Durect (Cupertino, California) featured its four drug delivery technologies: Saber depot injectable for peptide and protein delivery, Microdur biodegradable injectable microparticles, Durin biodegradable implant and Duros implantable drug-dispensing osmotic pump. The company is collaborating with Cardinal Health (Dublin, Ohio) for use of its Saber delivery system for developing long-acting oral gelatin capsules, and is in partnership with BioPartners (Zug, Switzerland) to develop a sustained-release a-interferon for treating hepatitis C. Durect also has a licensing agreement with Thorn BioScience (Lexington, Kentucky) to develop Saber-based veterinary products.
The Saber system uses a high viscosity base component, sucrose acetate isobutyrate, to provide controlled drug release.
Durect also has a development agreement with Voyager Pharmaceutical (Raleigh, North Carolina) for a Durin-based system for delivery of LHRH to treat Alzheimer's disease. The Duros technology is being used in the Chronogesic (sulfentanil) pain therapy system. It is in a Phase III trial for the treatment of chronic pain.
Promising academic research
Researchers at the University of Alabama at Birmingham (Birmingham, Alabama) are seeking to develop a biofeedback-controlled growth factor delivery system for enhancing wound healing. The growth factor is bound to a degradable tissue scaffold using polyethylene glycol as the linking agent.
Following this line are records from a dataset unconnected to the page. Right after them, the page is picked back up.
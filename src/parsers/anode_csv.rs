//! Anode current logger CSV export parser
//!
//! The logger writes one comma-separated file per export with a header row,
//! a `DATE` column (`DD/MM/YYYY`), a `TIME` column (`HH:MM:SS`) and one column
//! per anode sensor channel (short codes such as `L6`, `B7`, `R8`), plus the
//! pre-computed rectifier zone totals and two alarm flag columns.

use csv::{ReaderBuilder, Trim};
use std::error::Error;

use super::types::{Parseable, RawTable, Value};

/// Mandatory date column (day/month/year)
pub const DATE_COLUMN: &str = "DATE";

/// Mandatory time column (hour:minute:second)
pub const TIME_COLUMN: &str = "TIME";

const UTF8_BOM: char = '\u{feff}';

/// Anode logger CSV parser
pub struct AnodeCsv;

impl Parseable for AnodeCsv {
    fn parse(
        &self,
        source: &str,
        file_contents: &str,
    ) -> Result<RawTable, Box<dyn Error + Send + Sync>> {
        let contents = file_contents.trim_start_matches(UTF8_BOM);

        let mut reader = ReaderBuilder::new()
            .has_headers(true)
            .flexible(true)
            .trim(Trim::Headers)
            .from_reader(contents.as_bytes());

        let columns: Vec<String> = reader
            .headers()?
            .iter()
            .map(|h| h.trim().to_string())
            .collect();

        for required in [DATE_COLUMN, TIME_COLUMN] {
            if !columns.iter().any(|c| c == required) {
                return Err(format!("missing required column '{}'", required).into());
            }
        }

        let width = columns.len();
        let mut rows = Vec::new();

        for (line_idx, record) in reader.records().enumerate() {
            let record = record?;

            // Blank lines come through as a single empty field
            if record.len() == 1 && record.get(0).is_some_and(|f| f.trim().is_empty()) {
                continue;
            }

            if record.len() > width {
                return Err(format!(
                    "expected {} fields, found {} on data line {}",
                    width,
                    record.len(),
                    line_idx + 1
                )
                .into());
            }

            let mut row: Vec<Option<Value>> = record.iter().map(Value::from_cell).collect();
            row.resize(width, None);
            rows.push(row);
        }

        tracing::debug!(
            "Parsed {}: {} columns, {} rows",
            source,
            columns.len(),
            rows.len()
        );

        Ok(RawTable {
            source: source.to_string(),
            columns,
            rows,
        })
    }
}
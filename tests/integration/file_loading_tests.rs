//! File loading integration tests
//!
//! Tests for combining uploads into one series, including files that fail.

use crate::common::synthetic::{constant_file, CsvBuilder};
use crate::common::at;
use anodelog::error::PipelineError;
use anodelog::loader::{parse_batch, UploadedFile};
use anodelog::state::{build_series, SeriesStore};
use std::sync::Arc;

// ============================================
// Combining Files
// ============================================

#[test]
fn test_two_files_with_disjoint_columns() {
    let first = CsvBuilder::new(&["R6"])
        .row("00:00:00", &[Some(4.0)])
        .upload("r6.csv");
    let second = CsvBuilder::new(&["R8"])
        .row("00:00:05", &[Some(6.0)])
        .upload("r8.csv");

    let report = build_series(&[first, second]).unwrap();
    let series = &report.series;

    assert_eq!(series.timestamps(), &[at(0, 0, 0), at(0, 0, 5)]);
    assert_eq!(series.column("R6").unwrap().values, vec![Some(4.0), None]);
    assert_eq!(series.column("R8").unwrap().values, vec![None, Some(6.0)]);
    assert_eq!(
        series
            .column("Total Right Bare Anode (R6+R8)")
            .unwrap()
            .values,
        vec![Some(4.0), Some(6.0)]
    );
}

#[test]
fn test_rows_are_sorted_across_files() {
    let late = CsvBuilder::new(&["B7"])
        .row("00:00:10", &[Some(3.0)])
        .row("00:00:20", &[Some(5.0)])
        .upload("late.csv");
    let early = CsvBuilder::new(&["B7"])
        .row("00:00:00", &[Some(1.0)])
        .row("00:00:15", &[Some(4.0)])
        .upload("early.csv");

    let report = build_series(&[late, early]).unwrap();
    assert_eq!(
        report.series.column("B7").unwrap().values,
        vec![Some(1.0), Some(3.0), Some(4.0), Some(5.0)]
    );
}

#[test]
fn test_invalid_time_row_is_dropped() {
    let file = CsvBuilder::new(&["B7"])
        .raw_row("01/01/2025", "00:00:00", &["1"])
        .raw_row("01/01/2025", "99:99:99", &["2"])
        .raw_row("01/01/2025", "00:00:10", &["3"])
        .upload("bad-time.csv");

    let report = build_series(&[file]).unwrap();
    assert_eq!(report.dropped_rows, 1);
    assert_eq!(report.series.len(), 2);
    assert_eq!(
        report.series.column("B7").unwrap().values,
        vec![Some(1.0), Some(3.0)]
    );
}

#[test]
fn test_day_first_dates() {
    let file = CsvBuilder::new(&["B7"])
        .raw_row("02/03/2025", "12:00:00", &["1"])
        .upload("dates.csv");

    let report = build_series(&[file]).unwrap();
    let (start, _) = report.series.bounds().unwrap();
    assert_eq!(start.to_string(), "2025-03-02 12:00:00");
}

#[test]
fn test_missing_value_markers_keep_the_channel() {
    let file = UploadedFile::new(
        "markers.csv",
        "DATE,TIME,B7,R6\n\
         01/01/2025,00:00:00,10,NA\n\
         01/01/2025,00:00:05,20,4\n\
         01/01/2025,00:00:10,N/A,null\n",
    );

    let report = build_series(&[file]).unwrap();
    let series = &report.series;
    assert_eq!(
        series.column("R6").unwrap().values,
        vec![None, Some(4.0), None]
    );
    assert_eq!(
        series.column("B7").unwrap().values,
        vec![Some(10.0), Some(20.0), None]
    );
    assert_eq!(
        series
            .column("Total Right Bare Anode (R6+R8)")
            .unwrap()
            .values,
        vec![Some(0.0), Some(4.0), Some(0.0)]
    );
}

#[test]
fn test_padded_headers_and_cells() {
    let file = UploadedFile::new(
        "padded.csv",
        " DATE , TIME ,  B7 \n01/01/2025, 00:00:00 , 12.5 \n",
    );

    let report = build_series(&[file]).unwrap();
    assert_eq!(report.series.column("B7").unwrap().values, vec![Some(12.5)]);
}

// ============================================
// Failures
// ============================================

#[test]
fn test_bad_file_is_reported_and_skipped() {
    let good = constant_file("good.csv", &[("B7", 1.0)], 3, 5);
    let bad = UploadedFile::new("bad.csv", "DATE,TIME,B7\n01/01/2025,00:00:00,1,2,3\n");

    let report = build_series(&[good, bad]).unwrap();
    assert_eq!(report.series.len(), 3);
    assert_eq!(report.file_errors.len(), 1);
    assert_eq!(report.file_errors[0].file_name, "bad.csv");
}

#[test]
fn test_file_without_time_column_fails_alone() {
    let batch = parse_batch(&[
        UploadedFile::new("no-time.csv", "DATE,B7\n01/01/2025,1\n"),
        constant_file("good.csv", &[("B7", 1.0)], 2, 5),
    ]);
    assert_eq!(batch.tables.len(), 1);
    assert_eq!(batch.errors.len(), 1);
    assert!(batch.errors[0].to_string().contains("no-time.csv"));
}

#[test]
fn test_all_files_failing_is_an_error() {
    let err = build_series(&[
        UploadedFile::new("a.csv", "B7\n1\n"),
        UploadedFile::new("b.csv", vec![0xc3, 0x28]),
    ])
    .unwrap_err();

    match err {
        PipelineError::NoFilesParsed { errors } => {
            let names: Vec<&str> = errors.iter().map(|e| e.file_name.as_str()).collect();
            assert_eq!(names, vec!["a.csv", "b.csv"]);
        }
        other => panic!("unexpected error: {:?}", other),
    }
}

#[test]
fn test_no_valid_timestamps_is_an_error() {
    let file = CsvBuilder::new(&["B7"])
        .raw_row("yesterday", "noon", &["1"])
        .upload("words.csv");

    assert_eq!(
        build_series(&[file]).unwrap_err(),
        PipelineError::NoValidTimestamps
    );
}

// ============================================
// Caching
// ============================================

#[test]
fn test_identical_inputs_give_identical_series() {
    let files = vec![
        constant_file("a.csv", &[("B7", 1.0), ("L6", 2.0)], 20, 5),
        constant_file("b.csv", &[("R6", 3.0)], 20, 5),
    ];

    let first = build_series(&files).unwrap();
    let second = build_series(&files).unwrap();
    assert_eq!(first.series, second.series);
}

#[test]
fn test_store_rebuilds_when_a_file_is_added() {
    let mut store = SeriesStore::new();
    let mut files = vec![constant_file("a.csv", &[("B7", 1.0)], 3, 5)];

    let first = store.load(&files).unwrap();
    files.push(constant_file("b.csv", &[("R6", 3.0)], 3, 5));
    let second = store.load(&files).unwrap();

    assert!(!second.cached);
    assert!(!Arc::ptr_eq(&first.series, &second.series));
    assert!(second.series.has_column("R6"));
}
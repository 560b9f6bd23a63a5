//! Common test utilities shared across all test modules
//!
//! Builders for synthetic logger exports and float comparison helpers.

#![allow(dead_code)]

use anodelog::loader::UploadedFile;
use chrono::{NaiveDate, NaiveDateTime};

/// Default tolerance for float comparisons
pub const EPSILON: f64 = 1e-9;

/// Compare two floats within [`EPSILON`]
pub fn float_eq(a: f64, b: f64) -> bool {
    (a - b).abs() < EPSILON
}

/// Assert two floats are equal within [`EPSILON`], with a readable message
pub fn assert_float_eq(actual: f64, expected: f64, what: &str) {
    assert!(
        float_eq(actual, expected),
        "{}: expected {}, got {}",
        what,
        expected,
        actual
    );
}

/// Timestamp on 2025-01-01 at the given hour, minute, second
pub fn at(h: u32, m: u32, s: u32) -> NaiveDateTime {
    NaiveDate::from_ymd_opt(2025, 1, 1)
        .unwrap()
        .and_hms_opt(h, m, s)
        .unwrap()
}

/// Synthetic logger export builder
pub mod synthetic {
    use super::*;

    /// CSV text in the logger's layout: DATE and TIME first, then channels
    pub struct CsvBuilder {
        columns: Vec<String>,
        rows: Vec<String>,
    }

    impl CsvBuilder {
        pub fn new(channels: &[&str]) -> Self {
            let mut columns = vec!["DATE".to_string(), "TIME".to_string()];
            columns.extend(channels.iter().map(|c| c.to_string()));
            Self {
                columns,
                rows: Vec::new(),
            }
        }

        /// Add a row with raw DATE and TIME text and raw cell text
        pub fn raw_row(mut self, date: &str, time: &str, cells: &[&str]) -> Self {
            let mut fields = vec![date.to_string(), time.to_string()];
            fields.extend(cells.iter().map(|c| c.to_string()));
            self.rows.push(fields.join(","));
            self
        }

        /// Add a row on 2025-01-01 with numeric readings; `None` leaves the cell empty
        pub fn row(self, time: &str, readings: &[Option<f64>]) -> Self {
            let cells: Vec<String> = readings
                .iter()
                .map(|r| r.map(|v| v.to_string()).unwrap_or_default())
                .collect();
            let cells: Vec<&str> = cells.iter().map(String::as_str).collect();
            self.raw_row("01/01/2025", time, &cells)
        }

        pub fn build(&self) -> String {
            let mut text = self.columns.join(",");
            text.push('\n');
            for row in &self.rows {
                text.push_str(row);
                text.push('\n');
            }
            text
        }

        pub fn upload(&self, name: &str) -> UploadedFile {
            UploadedFile::new(name, self.build())
        }
    }

    /// A file with `count` rows every `step` seconds from midnight, each
    /// channel reading a constant current
    pub fn constant_file(name: &str, channels: &[(&str, f64)], count: u32, step: u32) -> UploadedFile {
        let names: Vec<&str> = channels.iter().map(|(n, _)| *n).collect();
        let readings: Vec<Option<f64>> = channels.iter().map(|(_, v)| Some(*v)).collect();
        let mut builder = CsvBuilder::new(&names);
        for i in 0..count {
            let secs = i * step;
            let time = format!("{:02}:{:02}:{:02}", secs / 3600, (secs / 60) % 60, secs % 60);
            builder = builder.row(&time, &readings);
        }
        builder.upload(name)
    }
}
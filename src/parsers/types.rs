use serde::Serialize;
use std::error::Error;
use std::fmt;

/// Cell text read as a missing reading, as exported by loggers and spreadsheets
pub const MISSING_MARKERS: &[&str] = &[
    "#N/A", "#N/A N/A", "#NA", "-1.#IND", "-1.#QNAN", "-NaN", "-nan", "1.#IND", "1.#QNAN",
    "<NA>", "N/A", "NA", "NULL", "NaN", "None", "n/a", "nan", "null",
];

/// A single cell of an uploaded table
#[derive(Clone, Debug, PartialEq, Serialize)]
pub enum Value {
    Number(f64),
    Text(String),
}

impl Value {
    /// Type a raw cell. Numeric text becomes a number; empty text and the
    /// usual spreadsheet missing-value markers are absent.
    pub fn from_cell(cell: &str) -> Option<Self> {
        let trimmed = cell.trim();
        if trimmed.is_empty() || MISSING_MARKERS.contains(&trimmed) {
            return None;
        }
        match trimmed.parse::<f64>() {
            Ok(n) if n.is_nan() => None,
            Ok(n) => Some(Value::Number(n)),
            Err(_) => Some(Value::Text(cell.to_string())),
        }
    }

    #[inline]
    pub fn as_f64(&self) -> Option<f64> {
        match self {
            Value::Number(n) => Some(*n),
            Value::Text(_) => None,
        }
    }

    pub fn as_text(&self) -> String {
        match self {
            Value::Number(n) => n.to_string(),
            Value::Text(s) => s.clone(),
        }
    }
}

impl fmt::Display for Value {
    fn fmt(&self, f: &mut fmt::Formatter<'_>) -> fmt::Result {
        match self {
            Value::Number(n) => write!(f, "{}", n),
            Value::Text(s) => f.write_str(s),
        }
    }
}

/// One parsed upload: trimmed header names and one row of cells per data line.
///
/// Every row has exactly `columns.len()` cells; missing trailing cells are `None`.
#[derive(Clone, Debug, Default)]
pub struct RawTable {
    /// Name of the file this table came from
    pub source: String,
    pub columns: Vec<String>,
    pub rows: Vec<Vec<Option<Value>>>,
}

impl RawTable {
    /// Find column index by name
    pub fn find_column(&self, name: &str) -> Option<usize> {
        self.columns.iter().position(|c| c == name)
    }
}

/// Trait for uploaded file parsers
pub trait Parseable {
    fn parse(&self, source: &str, data: &str) -> Result<RawTable, Box<dyn Error + Send + Sync>>;
}
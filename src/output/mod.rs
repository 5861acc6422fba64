//! Output files: naming and writers.
//!
//! - [`OutputLayout`]: derives level, mask and metadata paths from the output path
//! - [`associated_image_path`]: names exported thumbnail, label and macro images
//! - [`Emitter`]: the seam the pipeline writes through
//! - [`FileEmitter`]: TIFF (none/LZW/Deflate), PNG and JSON on the local filesystem
//! - [`DryRunEmitter`]: logs instead of writing

mod emitter;
mod file;
mod layout;

pub use emitter::{DryRunEmitter, Emitter};
pub use file::FileEmitter;
pub use layout::{associated_image_path, OutputLayout};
Work on a fibrin-based tissue scaffold for delivering a neurotrophic factor for use in spinal cord regeneration was reported by investigators at Washington University (St. Louis, Missouri). A group at the University of Washington (Seattle, Washington) reported on the use of a hydrogel composed of hydrophobic (polyethylene glycol diacrylate) and hydrophilic (polylactide) polymers in cross-linked interpenetrating networks for the controlled delivery of growth factors to promote angiogenesis.
Researchers at the University of Pittsburgh (Pittsburgh, Pennsylvania) reported on the development of 3-dimensional porous scaffolds from a biodegradable poly (ether ester urethane) urea for use in soft tissue engineering. Smooth muscle cell ingrowth into the scaffold was demonstrated.
Researchers from Clemson University (Clemson, South Carolina) described porous injectable 3-D scaffolds prepared from alginate/gelatin microbeads for tissue engineering applications. Enzymatically crosslinked elastin-like polypeptide hydrogels for use as injectable cell scaffolds for cartilage repair was the subject of a presentation by investigators at Duke University (Durham, North Carolina).
Investigators at Dalhousie University (Halifax, Nova Scotia) have conducted in vitro studies on the use of calcium polyphosphate as a biodegradable scaffold for the sustained release of the antibiotic vancomycin for the localized treatment of osteomyelitis.
Researchers at Rice University (Houston, Texas) are investigating the localized delivery of nitric oxide (NO) from a bioactive hydrogel for use in the prevention of restenosis in stents and vascular grafts. The hydrogel was made by reacting polyethylene glycol N-hydroxysuccinimide monoacrylate with cysteine. The resultant copolymer was reacted with an aqueous solution of sodium nitrate to produce PEG-Cys-NO that can be photopolymerized in situ to coat tissues and release NO over an extended period of time.
Spinal focus
Raymedica (Minneapolis, Minnesota) has developed a spinal prosthetic disc nucleus, PDN, for the treatment of degenerative disc disease. Results of physical and chemical tests showed that the product can be used for long-term implantation in the lumbar spine.
The disc is made from polyacrylonitrile-polyacrylamide block copolymer. It is in Phase III trials in the U.S. and is sold in international markets.